//! Annual statement data from the Yahoo Finance fundamentals-timeseries API.
//!
//! The endpoint reports each line item as its own series keyed by a
//! camel-case type such as `annualTotalRevenue`. Parsing turns those series
//! into a [`LineItemTable`] with display names ("Total Revenue").

use crate::error::{DataError, Result};
use crate::statement::{LineItemTable, Period, Statement};
use serde::Deserialize;
use std::collections::HashMap;

/// Prefix Yahoo puts in front of annual series types.
pub const ANNUAL_PREFIX: &str = "annual";

const INCOME_KEYS: &[&str] = &[
    "TotalRevenue",
    "OperatingRevenue",
    "CostOfRevenue",
    "GrossProfit",
    "ResearchAndDevelopment",
    "SellingGeneralAndAdministration",
    "OperatingExpense",
    "OperatingIncome",
    "EBIT",
    "EBITDA",
    "InterestExpense",
    "PretaxIncome",
    "TaxProvision",
    "NetIncome",
    "NetIncomeCommonStockholders",
    "BasicEPS",
    "DilutedEPS",
    "BasicAverageShares",
    "DilutedAverageShares",
];

const BALANCE_SHEET_KEYS: &[&str] = &[
    "TotalAssets",
    "CurrentAssets",
    "CashAndCashEquivalents",
    "AccountsReceivable",
    "Inventory",
    "TotalNonCurrentAssets",
    "NetPPE",
    "Goodwill",
    "TotalLiabilitiesNetMinorityInterest",
    "CurrentLiabilities",
    "AccountsPayable",
    "LongTermDebt",
    "TotalDebt",
    "NetDebt",
    "StockholdersEquity",
    "CommonStockEquity",
    "RetainedEarnings",
    "WorkingCapital",
    "ShareIssued",
];

const CASH_FLOW_KEYS: &[&str] = &[
    "OperatingCashFlow",
    "CashFlowFromContinuingOperatingActivities",
    "DepreciationAndAmortization",
    "StockBasedCompensation",
    "ChangeInWorkingCapital",
    "CapitalExpenditure",
    "PurchaseOfPPE",
    "FreeCashFlow",
    "InvestingCashFlow",
    "FinancingCashFlow",
    "CashDividendsPaid",
    "RepurchaseOfCapitalStock",
    "EndCashPosition",
];

/// Yahoo series keys requested for a statement, in display order.
pub const fn statement_keys(statement: Statement) -> &'static [&'static str] {
    match statement {
        Statement::Income => INCOME_KEYS,
        Statement::BalanceSheet => BALANCE_SHEET_KEYS,
        Statement::CashFlow => CASH_FLOW_KEYS,
    }
}

/// Turn a camel-case key into a spaced title.
///
/// A space goes before an uppercase letter that follows a lowercase letter or
/// digit, and before the last capital of an acronym that starts a new word:
/// `PurchaseOfPPE` becomes "Purchase Of PPE", `EBIT` stays "EBIT".
pub fn camel_to_title(key: &str) -> String {
    let chars: Vec<char> = key.chars().collect();
    let mut title = String::with_capacity(key.len() + 8);

    for (i, &c) in chars.iter().enumerate() {
        if i > 0 && c.is_ascii_uppercase() {
            let prev = chars[i - 1];
            let next_is_lower = chars.get(i + 1).is_some_and(|n| n.is_ascii_lowercase());
            if prev.is_ascii_lowercase()
                || prev.is_ascii_digit()
                || (prev.is_ascii_uppercase() && next_is_lower)
            {
                title.push(' ');
            }
        }
        title.push(c);
    }
    title
}

#[derive(Debug, Deserialize)]
struct TimeseriesEnvelope {
    timeseries: TimeseriesBody,
}

#[derive(Debug, Deserialize)]
struct TimeseriesBody {
    #[serde(default)]
    result: Option<Vec<TimeseriesResult>>,
    #[serde(default)]
    error: Option<serde_json::Value>,
}

#[derive(Debug, Deserialize)]
struct TimeseriesResult {
    meta: TimeseriesMeta,
    #[serde(flatten)]
    series: HashMap<String, serde_json::Value>,
}

#[derive(Debug, Deserialize)]
struct TimeseriesMeta {
    #[serde(rename = "type", default)]
    kind: Vec<String>,
}

#[derive(Debug, Deserialize)]
#[serde(rename_all = "camelCase")]
struct DataPoint {
    as_of_date: String,
    #[serde(default)]
    reported_value: Option<ReportedValue>,
}

#[derive(Debug, Deserialize)]
struct ReportedValue {
    #[serde(default)]
    raw: Option<f64>,
}

/// Parse a fundamentals-timeseries response body into a statement table.
///
/// `keys` are the unprefixed series keys that were requested; they fix the
/// row order. Series the response does not carry are left out.
pub fn parse_timeseries(statement: Statement, keys: &[&str], body: &str) -> Result<LineItemTable> {
    let envelope: TimeseriesEnvelope = serde_json::from_str(body)?;

    let results = match (envelope.timeseries.result, envelope.timeseries.error) {
        (Some(results), _) => results,
        (None, Some(error)) if !error.is_null() => {
            return Err(DataError::YahooApi(error.to_string()));
        }
        (None, _) => Vec::new(),
    };

    let mut observations: HashMap<String, Vec<(Period, f64)>> = HashMap::new();
    for result in results {
        let Some(kind) = result.meta.kind.into_iter().next() else {
            continue;
        };
        let Some(raw_points) = result.series.get(&kind) else {
            continue;
        };

        let points: Vec<Option<DataPoint>> = serde_json::from_value(raw_points.clone())?;
        let key = kind.strip_prefix(ANNUAL_PREFIX).unwrap_or(kind.as_str()).to_string();
        let entry = observations.entry(key).or_default();

        for point in points.into_iter().flatten() {
            let Some(value) = point.reported_value.and_then(|v| v.raw) else {
                continue;
            };
            if value.is_finite() {
                entry.push((Period::parse(&point.as_of_date)?, value));
            }
        }
    }

    let rows = keys
        .iter()
        .filter_map(|key| {
            observations
                .remove(*key)
                .map(|obs| (camel_to_title(key), obs))
        })
        .collect();

    Ok(LineItemTable::from_observations(statement, rows))
}

#[cfg(test)]
mod tests {
    use super::*;
    use rstest::rstest;

    #[rstest]
    #[case("TotalRevenue", "Total Revenue")]
    #[case("EBIT", "EBIT")]
    #[case("PurchaseOfPPE", "Purchase Of PPE")]
    #[case("NetPPE", "Net PPE")]
    #[case("DilutedEPS", "Diluted EPS")]
    #[case("TotalLiabilitiesNetMinorityInterest", "Total Liabilities Net Minority Interest")]
    #[case(
        "CashFlowFromContinuingOperatingActivities",
        "Cash Flow From Continuing Operating Activities"
    )]
    fn test_camel_to_title(#[case] key: &str, #[case] expected: &str) {
        assert_eq!(camel_to_title(key), expected);
    }

    #[test]
    fn test_statement_keys_cover_alias_sources() {
        assert!(statement_keys(Statement::Income).contains(&"NetIncomeCommonStockholders"));
        assert!(statement_keys(Statement::BalanceSheet).contains(&"CommonStockEquity"));
        assert!(statement_keys(Statement::CashFlow).contains(&"PurchaseOfPPE"));
    }

    #[test]
    fn test_error_body() {
        let body = r#"{"timeseries":{"result":null,"error":{"code":"Bad Request","description":"Invalid type"}}}"#;
        let err = parse_timeseries(Statement::Income, INCOME_KEYS, body).unwrap_err();
        assert!(matches!(err, DataError::YahooApi(msg) if msg.contains("Invalid type")));
    }

    #[test]
    fn test_result_without_values_is_empty() {
        let body = r#"{"timeseries":{"result":[{"meta":{"symbol":["ZZZZ"],"type":["annualTotalRevenue"]}}],"error":null}}"#;
        let table = parse_timeseries(Statement::Income, INCOME_KEYS, body).unwrap();
        assert!(table.is_empty());
    }
}
//! Server-side HTML rendering.
//!
//! Everything user supplied or provider supplied goes through `html_escape`
//! before it reaches the page.

use finratio::data::LineItemTable;
use finratio::output::{
    AnalysisReport, ChartLabels, format_amount, format_ratio, ratio_series, render_svg_chart,
};
use finratio::ratios::{Ratio, RatioTable};
use html_escape::{encode_double_quoted_attribute, encode_text};

const STYLE: &str = r#"
body { margin: 0; font-family: -apple-system, "Segoe UI", Helvetica, Arial, sans-serif; color: #262730; display: flex; min-height: 100vh; }
.sidebar { width: 260px; padding: 24px; background: #f0f2f6; box-sizing: border-box; }
.sidebar label { display: block; font-size: 14px; margin-bottom: 6px; }
.sidebar input { width: 100%; padding: 8px; box-sizing: border-box; margin-bottom: 12px; }
.sidebar button { padding: 8px 16px; border: 1px solid #ccc; background: #fff; border-radius: 6px; cursor: pointer; }
main { flex: 1; padding: 24px 40px; overflow-x: auto; }
table { border-collapse: collapse; margin-bottom: 24px; font-size: 13px; }
th, td { border: 1px solid #e6e9ef; padding: 4px 10px; }
th { background: #fafafa; text-align: left; }
td.num { text-align: right; font-variant-numeric: tabular-nums; }
.charts { display: grid; grid-template-columns: repeat(auto-fill, minmax(420px, 1fr)); gap: 16px; }
.notice { padding: 12px 16px; background: #fff3cd; border-radius: 6px; }
"#;

/// Page skeleton with the ticker form in the sidebar.
fn layout(ticker: &str, content: &str) -> String {
    let mut html = String::from("<!DOCTYPE html>\n<html lang=\"en\">\n<head>\n");
    html.push_str("<meta charset=\"utf-8\">\n<title>Financial Ratio Analyzer</title>\n");
    html.push_str(&format!("<style>{STYLE}</style>\n</head>\n<body>\n"));
    html.push_str("<aside class=\"sidebar\">\n<h2>Inputs</h2>\n<form action=\"/analyze\" method=\"get\">\n");
    html.push_str("<label for=\"ticker\">Enter company ticker (e.g. AAPL, MSFT, TSLA)</label>\n");
    html.push_str(&format!(
        "<input id=\"ticker\" name=\"ticker\" type=\"text\" value=\"{}\">\n",
        encode_double_quoted_attribute(ticker)
    ));
    html.push_str("<button type=\"submit\">Run Analysis</button>\n</form>\n</aside>\n");
    html.push_str("<main>\n<h1>Financial Ratio Analyzer</h1>\n");
    html.push_str(content);
    html.push_str("</main>\n</body>\n</html>\n");
    html
}

/// Landing page: the form only.
pub(crate) fn index(ticker: &str) -> String {
    layout(
        ticker,
        "<p>Enter a ticker in the sidebar and press <b>Run Analysis</b>.</p>\n",
    )
}

/// A page showing a single message, e.g. no data or an error.
pub(crate) fn message(ticker: &str, message: &str) -> String {
    layout(
        ticker,
        &format!("<p class=\"notice\">{}</p>\n", encode_text(message)),
    )
}

fn cell(value: Option<f64>, format: impl Fn(f64) -> String) -> String {
    let text = value.map(format).unwrap_or_default();
    format!("<td class=\"num\">{}</td>", encode_text(&text))
}

fn statement_table(table: &LineItemTable) -> String {
    let mut html = format!("<h3>{}</h3>\n", table.statement().title());
    if table.is_empty() {
        html.push_str("<p>No line items.</p>\n");
        return html;
    }

    html.push_str("<table>\n<tr><th>Line Item</th>");
    for period in table.periods() {
        html.push_str(&format!("<th>{period}</th>"));
    }
    html.push_str("</tr>\n");

    for item in table.items() {
        html.push_str(&format!("<tr><th>{}</th>", encode_text(&item.name)));
        for value in &item.values {
            html.push_str(&cell(*value, format_amount));
        }
        html.push_str("</tr>\n");
    }
    html.push_str("</table>\n");
    html
}

fn ratio_table(table: &RatioTable) -> String {
    let mut html = String::from("<h3>Financial Ratios</h3>\n<table>\n<tr><th>Period</th>");
    for column in table.columns() {
        html.push_str(&format!("<th>{}</th>", encode_text(column.ratio.name())));
    }
    html.push_str("</tr>\n");

    for (row, period) in table.periods().iter().enumerate() {
        html.push_str(&format!("<tr><th>{period}</th>"));
        for column in table.columns() {
            html.push_str(&cell(column.values[row], |v| format_ratio(column.ratio, v)));
        }
        html.push_str("</tr>\n");
    }
    html.push_str("</table>\n");
    html
}

/// Full results: statements, ratios and one chart per ratio.
pub(crate) fn results(report: &AnalysisReport) -> String {
    let mut content = format!(
        "<h2>{}</h2>\n<p>Generated {}</p>\n",
        encode_text(&report.symbol),
        report.generated_at.format("%Y-%m-%d %H:%M UTC")
    );
    for table in [&report.income, &report.balance_sheet, &report.cash_flow] {
        content.push_str(&statement_table(table));
    }
    content.push_str(&ratio_table(&report.ratios));

    content.push_str("<h3>Trends over Time</h3>\n<div class=\"charts\">\n");
    for ratio in Ratio::ALL {
        content.push_str(&render_svg_chart(
            &ChartLabels::for_ratio(ratio, &report.symbol),
            &ratio_series(&report.ratios, ratio),
        ));
        content.push('\n');
    }
    content.push_str("</div>\n");

    layout(&report.symbol, &content)
}

#[cfg(test)]
mod tests {
    use super::*;
    use finratio::data::{Period, Statement};
    use finratio::ratios::RatioColumn;

    #[test]
    fn test_user_input_is_escaped() {
        let html = message("\"><script>", "<b>bad</b>");
        assert!(!html.contains("<script>"));
        assert!(!html.contains("<b>bad</b>"));
        assert!(html.contains("&lt;b&gt;bad&lt;/b&gt;"));
    }

    #[test]
    fn test_absent_values_are_blank_cells() {
        let periods = vec![
            Period::from_ymd(2024, 12, 31).unwrap(),
            Period::from_ymd(2023, 12, 31).unwrap(),
        ];
        let table = RatioTable::from_columns(
            periods,
            vec![RatioColumn {
                ratio: Ratio::PriceToSales,
                values: vec![Some(7.25), None],
            }],
        )
        .unwrap();

        let html = ratio_table(&table);
        assert!(html.contains("<td class=\"num\">7.25</td>"));
        assert!(html.contains("<td class=\"num\"></td>"));
    }

    #[test]
    fn test_statement_table() {
        let table = LineItemTable::new(Statement::CashFlow, vec![Period::from_ymd(2024, 6, 30).unwrap()])
            .with_item("Free Cash Flow", vec![Some(74_071_000_000.0)])
            .unwrap();
        let html = statement_table(&table);
        assert!(html.contains("<h3>Cash Flow</h3>"));
        assert!(html.contains("<th>2024-06-30</th>"));
        assert!(html.contains("74,071,000,000"));
    }
}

→ Your goal: Copy each line of the listing that carries the string "radius".

→ Answer to this task:
.sidebar button { padding: 8px 16px; border: 1px solid #ccc; background: #fff; border-radius: 6px; cursor: pointer; }
.notice { padding: 12px 16px; background: #fff3cd; border-radius: 6px; }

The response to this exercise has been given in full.